There’s something about the combination of free, always there mobile broadband and access to the world’s largest online book store. Daily newspaper subscriptions of the New York Times, Wall Street Journaland others just show up in the middle of the night, even if you’re out of town. Read about a new book in one of those newspapers, and you can buy, download and start reading that book in less than 30 seconds.
The main reason we love Kindles is that when you’re reading on one, the gadget itself kind of vanishes, and you become fully immersed in the content just as you do with a paper book.
Last (and possibly least) is Digg.
Digg presents itself as a meritocracy — or, at least, a democratic process for selecting the best stories. If you are first to post a great story, and add a crisp, illuminating headline and concise, entertaining summary, Digg users will vote your story to the front page for all to see, right? But everyone knows this isn’t the case at all.
You could post the most important story of the year, and it would sit there with one Digg until the end of time. Then two days later, someone else comes along and posts another link to more or less the same story. If they’re driving traffic to Digg from the outside, or skillfully working the social networking tools from the inside, their story will hit the front page in three hours.
The stupidest thing about Digg is content categorization, which is obscenely partisan and laughably naive. Huge categories of content types and intellectual content are totally absent. For example, there’s no category for research & development. Nothing for opinion columns (other than “Political Opinion). Zilch for how-to information.
Meanwhile, Apple gets its very own category. Politics gets three categories. Gaming gets a whopping six categories. But religion and sex? Zero! I guess religion doesn’t matter and nobody’s interested in sex. . .

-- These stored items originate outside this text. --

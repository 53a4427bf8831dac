// SPDX-License-Identifier: MIT
// © 2025–2026 Christopher Liu

#![no_main]
#![no_std]

use cortex_m_rt::entry;
use defmt_rtt as _;
use panic_halt as _;

use hal::{
    pac,
    prelude::*,
    serial::{self, Serial},
};
use stm32f7xx_hal as hal;

use armbridge::{
    config::Config,
    controller::{ControlPins, Controller},
    hw::{pins::BoardPins, SpiBus, SysDelay, Usart},
};

#[entry]
fn main() -> ! {
    // Peripherals
    let (Some(dp), Some(cp)) = (pac::Peripherals::take(), cortex_m::Peripherals::take()) else {
        defmt::panic!("peripherals already taken");
    };

    // Clocks
    let rcc = dp.RCC.constrain();
    let clocks = rcc.cfgr.freeze();

    // GPIO
    let pins = BoardPins::new(dp.GPIOA, dp.GPIOD, dp.GPIOE);

    // USART1 (host link)
    let usart_cfg = serial::Config {
        baud_rate: 115_200.bps(),
        ..Default::default()
    };
    let serial = Serial::new(
        dp.USART1,
        (pins.usart1.tx, pins.usart1.rx),
        &clocks,
        usart_cfg,
    );
    let usart = Usart::new(serial);

    // SPI4 (accelerometers as master, FPGA as slave)
    let spi_bus = SpiBus::new(dp.SPI4, pins.spi4);

    // SysTick delay
    let delay = SysDelay::new(cp.SYST, clocks.sysclk().raw());

    let control = ControlPins {
        cs_rear: pins.accel.cs_rear,
        cs_front: pins.accel.cs_front,
        accel_init: pins.accel.init,
        fpga_enable: pins.fpga.enable,
        fpga_command: pins.fpga.command,
        fpga_ready: pins.fpga.ready,
    };

    let mut bridge = Controller::new(usart, spi_bus, delay, control, Config::default());
    let mode = bridge.power_on();
    defmt::info!("entering main loop in {}", mode);

    bridge.run()
}
// SPDX-License-Identifier: MIT
// © 2025–2026 Christopher Liu

pub mod crc;
pub mod dispatcher;
pub mod host;
pub mod messages;

pub use crc::Crc16;
pub use dispatcher::{Dispatch, Dispatcher};
pub use messages::{Command, Frame, Opcode};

The categorization of content on Digg appears to reflect the comfort zones of the designers more than the realities of online content.
But, boy, do we love Digg anyway. Digg is messy and ugly and nonsensical, but just hit that front page and start browsing stories. It’s one of the few places on the Internet where you can be guaranteed of being entertained by amazing quantities of incredible stories, videos and photos.
These three horrible products prove that you don’t have to get everything right in order to be loved by the masses. You just have to get something very important right. And all three of these do that.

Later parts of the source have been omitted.